Run RTSP Camera Capture and AI Inference#

This guide explains how to set up and run the RTSP camera capture and AI inference pipeline.

Download AI Model and Resources#

First, download the necessary AI models and supporting libraries.

git clone https://github.com/open-edge-platform/edge-ai-libraries.git
cd edge-ai-libraries/microservices/dlstreamer-pipeline-server
wget -c https://github.com/open-edge-platform/edge-ai-resources/raw/a7c9522f5f936c47de8922046db7d7add13f93a0/models/INT8/pallet_defect_detection.zip
unzip -q pallet_defect_detection.zip -d models/
cd docker

Configure the Environment#

Before running the services, you need to configure the environment variables.

Update .env file#

Set the MQTT_PORT in the .env file. If you are behind a proxy, configure the proxy settings as well.

MQTT_PORT=1883
# http_proxy=...
# https_proxy=...

Copy Configuration Files#

Copy the ptp_frame_timestamp.py and config.json from the deterministic-threat-detection module to the current docker directory.
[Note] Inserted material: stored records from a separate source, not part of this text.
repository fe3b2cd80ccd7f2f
use anyhow::Result;
use async_trait::async_trait;
use chrono::NaiveDate;
use reqwest::Client;
use std::sync::Arc;
use tracing::info;

use crate::config::Config;
use crate::models::Snapshot;
use crate::parsers::{extract_products, parse_last_offset, plan_pages};
use crate::scrapers::ListingScraper;
use crate::utils::http::{fetch_with_retry, RetryPolicy};

pub struct CzcScraper {
    config: Arc<Config>,
    policy: RetryPolicy,
}

impl CzcScraper {
    pub fn new(config: Arc<Config>) -> Self {
        let policy = RetryPolicy::from_config(&config);
        Self { config, policy }
    }

    fn collect(&self, html: &str, url: &str, snapshot: &mut Snapshot) -> Result<()> {
        let products = extract_products(
            html,
            &self.config.tile_selector,
            &self.config.impression_attribute,
        )?;
        info!("Found {} products on {}", products.len(), url);

        snapshot.extend(products);
        Ok(())
    }
}

#[async_trait]
impl ListingScraper for CzcScraper {
    async fn scrape(&self, client: &Client, date: NaiveDate) -> Result<Snapshot> {
        let listing_url = self.config.listing_url();
        info!("Scraping {}...", listing_url);

        let first_page = fetch_with_retry(client, &listing_url, &self.policy).await?;

        let pages = match parse_last_offset(&first_page, &self.config.last_page_selector)? {
            Some(last_offset) => plan_pages(
                &listing_url,
                &self.config.page_query_param,
                last_offset,
                self.config.page_size,
            )?,
            None => {
                info!("No last page link, listing fits on a single page");
                Vec::new()
            }
        };
        info!("Listing spans {} pages", pages.len() + 1);

        let mut snapshot = Snapshot::new(date);
        self.collect(&first_page, &listing_url, &mut snapshot)?;

        for url in &pages {
            let html = fetch_with_retry(client, url, &self.policy).await?;
            self.collect(&html, url, &mut snapshot)?;
        }

        info!("Scraped {} distinct products", snapshot.len());
        Ok(snapshot)
    }

    fn name(&self) -> &str {
        "czc.cz"
    }
}
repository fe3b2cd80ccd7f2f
use chrono::NaiveDate;
use std::collections::HashMap;

use super::DATE_FORMAT;

/// Result of one scrape run: product name to raw price text, in first-seen order.
#[derive(Debug, Clone, PartialEq, Eq)]
pub struct Snapshot {
    date: NaiveDate,
    entries: Vec<(String, String)>,
    index: HashMap<String, usize>,
}

impl Snapshot {
    pub fn new(date: NaiveDate) -> Self {
        Self {
            date,
            entries: Vec::new(),
            index: HashMap::new(),
        }
    }

    /// Records a price. A name seen again keeps its position and takes the new price.
    pub fn insert(&mut self, name: impl Into<String>, price: impl Into<String>) {
        let name = name.into();
        let price = price.into();

        match self.index.get(&name) {
            Some(&pos) => self.entries[pos].1 = price,
            None => {
                self.index.insert(name.clone(), self.entries.len());
                self.entries.push((name, price));
            }
        }
    }

    pub fn extend<I>(&mut self, products: I)
    where
        I: IntoIterator<Item = (String, String)>,
    {
        for (name, price) in products {
            self.insert(name, price);
        }
    }

    pub fn date(&self) -> NaiveDate {
        self.date
    }

    pub fn date_label(&self) -> String {
        self.date().format(DATE_FORMAT).to_string()
    }

    pub fn get(&self, name: &str) -> Option<&str> {
        self.index.get(name).map(|&pos| self.entries[pos].1.as_str())
    }

    pub fn iter(&self) -> impl Iterator<Item = (&str, &str)> {
        self.entries.iter().map(|(n, p)| (n.as_str(), p.as_str()))
    }

    pub fn len(&self) -> usize {
        self.entries.len()
    }

    pub fn is_empty(&self) -> bool {
        self.entries.is_empty()
    }
}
cp edge-ai-suites/metro-ai-suite/deterministic-threat-detection/rtsp_camera_stream/ptp_frame_timestamp.py .
cp edge-ai-suites/metro-ai-suite/deterministic-threat-detection/rtsp_camera_stream/config.json .

Note: Make sure to update the RTSP camera <rtsp-camera-username>, <rtsp-camera-password>, and <rtsp-camera-url> in the config.json file before proceeding. Also, add the RTSP camera IP to the no_proxy environment variable if you are behind a proxy.
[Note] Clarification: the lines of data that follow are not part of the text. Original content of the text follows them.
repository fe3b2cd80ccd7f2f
pub mod http;
use once_cell::sync::Lazy;
use regex::Regex;
use scraper::Html;
use url::Url;

use super::{selector, ParseError};

static TRAILING_OFFSET: Lazy<Regex> =
    Lazy::new(|| Regex::new(r"=(\d+)\s*$").expect("Invalid offset regex"));

/// Reads the page-size offset of the last listing page from its link.
///
/// Returns `None` when the page has no last-page link (single-page listing).
pub fn parse_last_offset(html: &str, last_page_selector: &str) -> Result<Option<u32>, ParseError> {
    let document = Html::parse_document(html);
    let last = selector(last_page_selector)?;

    let Some(link) = document.select(&last).next() else {
        return Ok(None);
    };

    let href = link.value().attr("href").unwrap_or_default();
    let offset = TRAILING_OFFSET
        .captures(href)
        .and_then(|caps| caps[1].parse::<u32>().ok())
        .ok_or_else(|| ParseError::InvalidOffset(href.to_string()))?;

    Ok(Some(offset))
}

/// Offsets of every listing page after the first one.
///
/// Steps by `page_size` from `page_size` while below `last + page_size`, so a
/// last offset that is not a multiple of the page size still gets its page.
pub fn page_offsets(last_offset: u32, page_size: u32) -> Vec<u32> {
    if page_size == 0 {
        return Vec::new();
    }

    (page_size..last_offset.saturating_add(page_size))
        .step_by(page_size as usize)
        .collect()
}

/// Builds `<listing_url>?<param>=<offset>` for every page after the first.
pub fn plan_pages(
    listing_url: &str,
    param: &str,
    last_offset: u32,
    page_size: u32,
) -> Result<Vec<String>, ParseError> {
    let base = Url::parse(listing_url)?;

    Ok(page_offsets(last_offset, page_size)
        .into_iter()
        .map(|offset| {
            let mut url = base.clone();
            url.query_pairs_mut().append_pair(param, &offset.to_string());
            url.to_string()
        })
        .collect())
}
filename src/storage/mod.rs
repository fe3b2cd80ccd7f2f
use anyhow::Result;
use async_trait::async_trait;

use crate::models::PriceTable;

pub mod codec;
mod file;

pub use file::DelimitedFileStore;

#[async_trait]
pub trait TableStore: Send + Sync {
    /// Loads the persisted table, or an empty one when nothing was saved yet.
    async fn load(&self) -> Result<PriceTable>;
    /// Replaces the persisted table as a whole.
    async fn save(&self, table: &PriceTable) -> Result<()>;
}
use anyhow::Result;
use async_trait::async_trait;
use chrono::NaiveDate;
use reqwest::Client;

use crate::models::Snapshot;

mod czc;

pub use czc::CzcScraper;

#[async_trait]
pub trait ListingScraper: Send + Sync {
    /// Collects every product and price the shop currently lists.
    async fn scrape(&self, client: &Client, date: NaiveDate) -> Result<Snapshot>;
    fn name(&self) -> &str;
}
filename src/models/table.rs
use std::collections::HashMap;

/// One product's price history, one cell per recorded run.
#[derive(Debug, Clone, PartialEq, Eq)]
pub struct PriceRow {
    pub name: String,
    pub cells: Vec<String>,
}

/// Wide price history: product rows in first-seen order plus the run dates.
///
/// Once normalized, every row holds exactly `dates().len()` cells.
#[derive(Debug, Clone, Default, PartialEq, Eq)]
pub struct PriceTable {
    dates: Vec<String>,
    rows: Vec<PriceRow>,
    index: HashMap<String, usize>,
    /// Number of product rows preceding the date row; `None` puts it last.
    date_position: Option<usize>,
}

impl PriceTable {
    pub fn new() -> Self {
        Self::default()
    }

    pub fn dates(&self) -> &[String] {
        &self.dates
    }

    pub fn last_date(&self) -> Option<&str> {
        self.dates.last().map(String::as_str)
    }

    pub fn runs(&self) -> usize {
        self.dates.len()
    }

    pub fn rows(&self) -> &[PriceRow] {
        &self.rows
    }

    pub fn row(&self, name: &str) -> Option<&PriceRow> {
        self.index.get(name).map(|&pos| &self.rows[pos])
    }

    pub fn contains(&self, name: &str) -> bool {
        self.index.contains_key(name)
    }

    pub fn is_empty(&self) -> bool {
        self.dates.is_empty() && self.rows.is_empty()
    }

    pub fn date_position(&self) -> Option<usize> {
        self.date_position
    }

    pub(crate) fn set_dates(&mut self, dates: Vec<String>) {
        self.dates = dates;
    }

    /// Pins the date row after the first `position` product rows.
    pub(crate) fn set_date_position(&mut self, position: Option<usize>) {
        self.date_position = position;
    }

    pub(crate) fn dates_mut(&mut self) -> &mut Vec<String> {
        &mut self.dates
    }

    pub(crate) fn rows_mut(&mut self) -> &mut [PriceRow] {
        &mut self.rows
    }

    pub(crate) fn row_mut(&mut self, name: &str) -> Option<&mut PriceRow> {
        let pos = *self.index.get(name)?;
        self.rows.get_mut(pos)
    }

    /// Adds or replaces a row, keeping the position of an existing one.
    pub(crate) fn upsert_row(&mut self, name: impl Into<String>, cells: Vec<String>) {
        let name = name.into();
        match self.index.get(&name) {
            Some(&pos) => self.rows[pos].cells = cells,
            None => {
                self.index.insert(name.clone(), self.rows.len());
                self.rows.push(PriceRow { name, cells });
            }
        }
    }

    /// Right-pads every row and the date column to the widest one.
    pub fn normalize(&mut self) {
        let width = self
            .rows
            .iter()
            .map(|row| row.cells.len())
            .chain(std::iter::once(self.dates.len()))
            .max()
            .unwrap_or(0);

        self.dates.resize(width, String::new());
        for row in &mut self.rows {
            row.cells.resize(width, String::new());
        }
    }

    pub fn is_rectangular(&self) -> bool {
        self.rows.iter().all(|row| row.cells.len() == self.dates.len())
    }
}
Update Docker Compose File#

Comment the existing resources folder mapping and add volume mappings to the docker-compose.yml file to make the custom script and configuration available to the dlstreamer-pipeline-server container.

services:
  dlstreamer-pipeline-server:
    # ... existing configuration ...
    volumes:
      # - "../resources:/home/pipeline-server/resources/"
      - "../models:/home/pipeline-server/resources/"
      - "./ptp_frame_timestamp.py:/home/pipeline-server/ptp_frame_timestamp.py"
      - "./config.json:/home/pipeline-server/config.json"
      # ... other volumes ...

Run the Services#

Start the services using Docker Compose.

docker compose up -d

Start the RTSP Camera Pipeline#

Finally, start the pipeline by sending a POST request to the pipeline server.
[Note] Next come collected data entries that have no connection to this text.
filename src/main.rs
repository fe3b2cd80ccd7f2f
use anyhow::Result;
use chrono::{Local, NaiveDate};
use reqwest::Client;
use std::sync::Arc;
use tracing::{error, info, warn};

mod config;
mod merge;
mod models;
mod parsers;
mod scrapers;
mod storage;
mod utils;

use crate::config::Config;
use crate::merge::{merge, MergeOutcome};
use crate::scrapers::{CzcScraper, ListingScraper};
use crate::storage::{DelimitedFileStore, TableStore};
use crate::utils::http::FetchError;

#[tokio::main]
async fn main() -> Result<()> {
    // Initialize logging
    tracing_subscriber::fmt()
        .with_env_filter(
            tracing_subscriber::EnvFilter::from_default_env()
                .add_directive("gpu_price_tracker=info".parse()?),
        )
        .init();

    info!("Starting GPU price tracker");

    let config = Arc::new(Config::load()?);
    let client = utils::http::create_client(&config)?;
    let scraper = CzcScraper::new(config.clone());
    let store = DelimitedFileStore::new(&config.output_path);
    let today = Local::now().date_naive();
    info!("Run date {}, price log {}", today, store.path().display());

    match run_once(&scraper, &store, &client, today).await {
        Ok(_) => Ok(()),
        Err(e) => match e.downcast_ref::<FetchError>() {
            Some(fetch_error) => {
                error!("{}. Aborting!", fetch_error);
                std::process::exit(1);
            }
            None => Err(e),
        },
    }
}

/// Scrapes today's prices and appends them to the stored table.
async fn run_once(
    scraper: &dyn ListingScraper,
    store: &dyn TableStore,
    client: &Client,
    date: NaiveDate,
) -> Result<MergeOutcome> {
    let snapshot = scraper.scrape(client, date).await?;
    info!("Scraped {} products from {}", snapshot.len(), scraper.name());
    if snapshot.is_empty() {
        warn!("No products scraped, the new column will be empty");
    }

    let mut table = store.load().await?;

    let outcome = merge(&mut table, &snapshot);
    match outcome {
        MergeOutcome::AlreadyRecorded => {
            info!("Data already scraped today ({}). Discarding...", snapshot.date_label());
        }
        MergeOutcome::Appended { added, missing } => {
            info!(
                "Recorded {} prices for {}: {} new products, {} no longer listed",
                snapshot.len(),
                snapshot.date_label(),
                added,
                missing
            );
            store.save(&table).await?;
        }
    }

    Ok(outcome)
}

#[cfg(test)]
mod tests {
    use super::*;
    use pretty_assertions::assert_eq;
    use tempfile::tempdir;
    use wiremock::matchers::{method, path};
    use wiremock::{Mock, MockServer, ResponseTemplate};

    fn listing(products: &[(&str, u32)]) -> String {
        let tiles: String = products
            .iter()
            .enumerate()
            .map(|(i, (name, price))| {
                format!(
                    r#"<div class="new-tile" data-ga-impression='{{"id":"{}","brand":"b","name":"{}","category":"c","price":{},"list":"l"}}'></div>"#,
                    i, name, price
                )
            })
            .collect();
        format!("<html><body>{}</body></html>", tiles)
    }

    async fn serve(server: &MockServer, products: &[(&str, u32)]) {
        server.reset().await;
        Mock::given(method("GET"))
            .and(path("/graficke-karty/produkty"))
            .respond_with(ResponseTemplate::new(200).set_body_string(listing(products)))
            .mount(server)
            .await;
    }

    fn day(d: u32) -> NaiveDate {
        NaiveDate::from_ymd_opt(2024, 1, d).unwrap()
    }

    #[tokio::test]
    async fn test_daily_runs_build_price_log() {
        let server = MockServer::start().await;
        let dir = tempdir().unwrap();
        let log_path = dir.path().join("gpu_price-log.csv");
        let config = Arc::new(Config {
            base_url: server.uri(),
            retry_backoff_ms: 0,
            ..Config::load().unwrap()
        });
        let scraper = CzcScraper::new(config);
        let store = DelimitedFileStore::new(&log_path);
        let client = Client::new();

        serve(&server, &[("RTX 4090", 45000)]).await;
        let outcome = run_once(&scraper, &store, &client, day(1)).await.unwrap();
        assert_eq!(outcome, MergeOutcome::Appended { added: 1, missing: 0 });
        let first = std::fs::read_to_string(&log_path).unwrap();
        assert_eq!(first, "RTX 4090;45000\nDate;2024-01-01\n");

        serve(&server, &[("RTX 4090", 44000)]).await;
        let outcome = run_once(&scraper, &store, &client, day(1)).await.unwrap();
        assert_eq!(outcome, MergeOutcome::AlreadyRecorded);
        assert_eq!(std::fs::read_to_string(&log_path).unwrap(), first);

        serve(&server, &[("RTX 4090", 44000), ("RX 7900", 39000)]).await;
        run_once(&scraper, &store, &client, day(2)).await.unwrap();
        assert_eq!(
            std::fs::read_to_string(&log_path).unwrap(),
            "RTX 4090;45000;44000\nRX 7900;;39000\nDate;2024-01-01;2024-01-02\n"
        );

        serve(&server, &[("RX 7900", 38500)]).await;
        let outcome = run_once(&scraper, &store, &client, day(3)).await.unwrap();
        assert_eq!(outcome, MergeOutcome::Appended { added: 0, missing: 1 });
        assert_eq!(
            std::fs::read_to_string(&log_path).unwrap(),
            "RTX 4090;45000;44000;\nRX 7900;;39000;38500\nDate;2024-01-01;2024-01-02;2024-01-03\n"
        );
    }

    #[tokio::test]
    async fn test_unreachable_shop_leaves_log_untouched() {
        let server = MockServer::start().await;
        Mock::given(method("GET"))
            .respond_with(ResponseTemplate::new(404))
            .mount(&server)
            .await;
        let dir = tempdir().unwrap();
        let log_path = dir.path().join("gpu_price-log.csv");
        std::fs::write(&log_path, "RTX 4090;45000\nDate;2024-01-01\n").unwrap();
        let config = Arc::new(Config {
            base_url: server.uri(),
            retry_backoff_ms: 0,
            max_retries: 1,
            ..Config::load().unwrap()
        });

        let err = run_once(
            &CzcScraper::new(config),
            &DelimitedFileStore::new(&log_path),
            &Client::new(),
            day(2),
        )
        .await
        .unwrap_err();

        assert!(matches!(
            err.downcast_ref::<FetchError>(),
            Some(FetchError::Exhausted { attempts: 2, .. })
        ));
        assert_eq!(
            std::fs::read_to_string(&log_path).unwrap(),
            "RTX 4090;45000\nDate;2024-01-01\n"
        );
    }
}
curl -k http://localhost:8080/pipelines/user_defined_pipelines/rtsp_camera_pipeline -X POST -H 'Content-Type: application/json' -d '{
    "destination": {
        "metadata": {
            "type": "mqtt",
            "publish_frame": true,
            "topic": "tsn_demo/camera/inference"
        }
    },
    "parameters": {
        "detection-properties": {
            "model": "/home/pipeline-server/resources/deployment/Detection/model/model.xml",
            "device": "CPU"
        }
    }
}'

Note: Update the topic name if you are running the pipeline on multiple machines.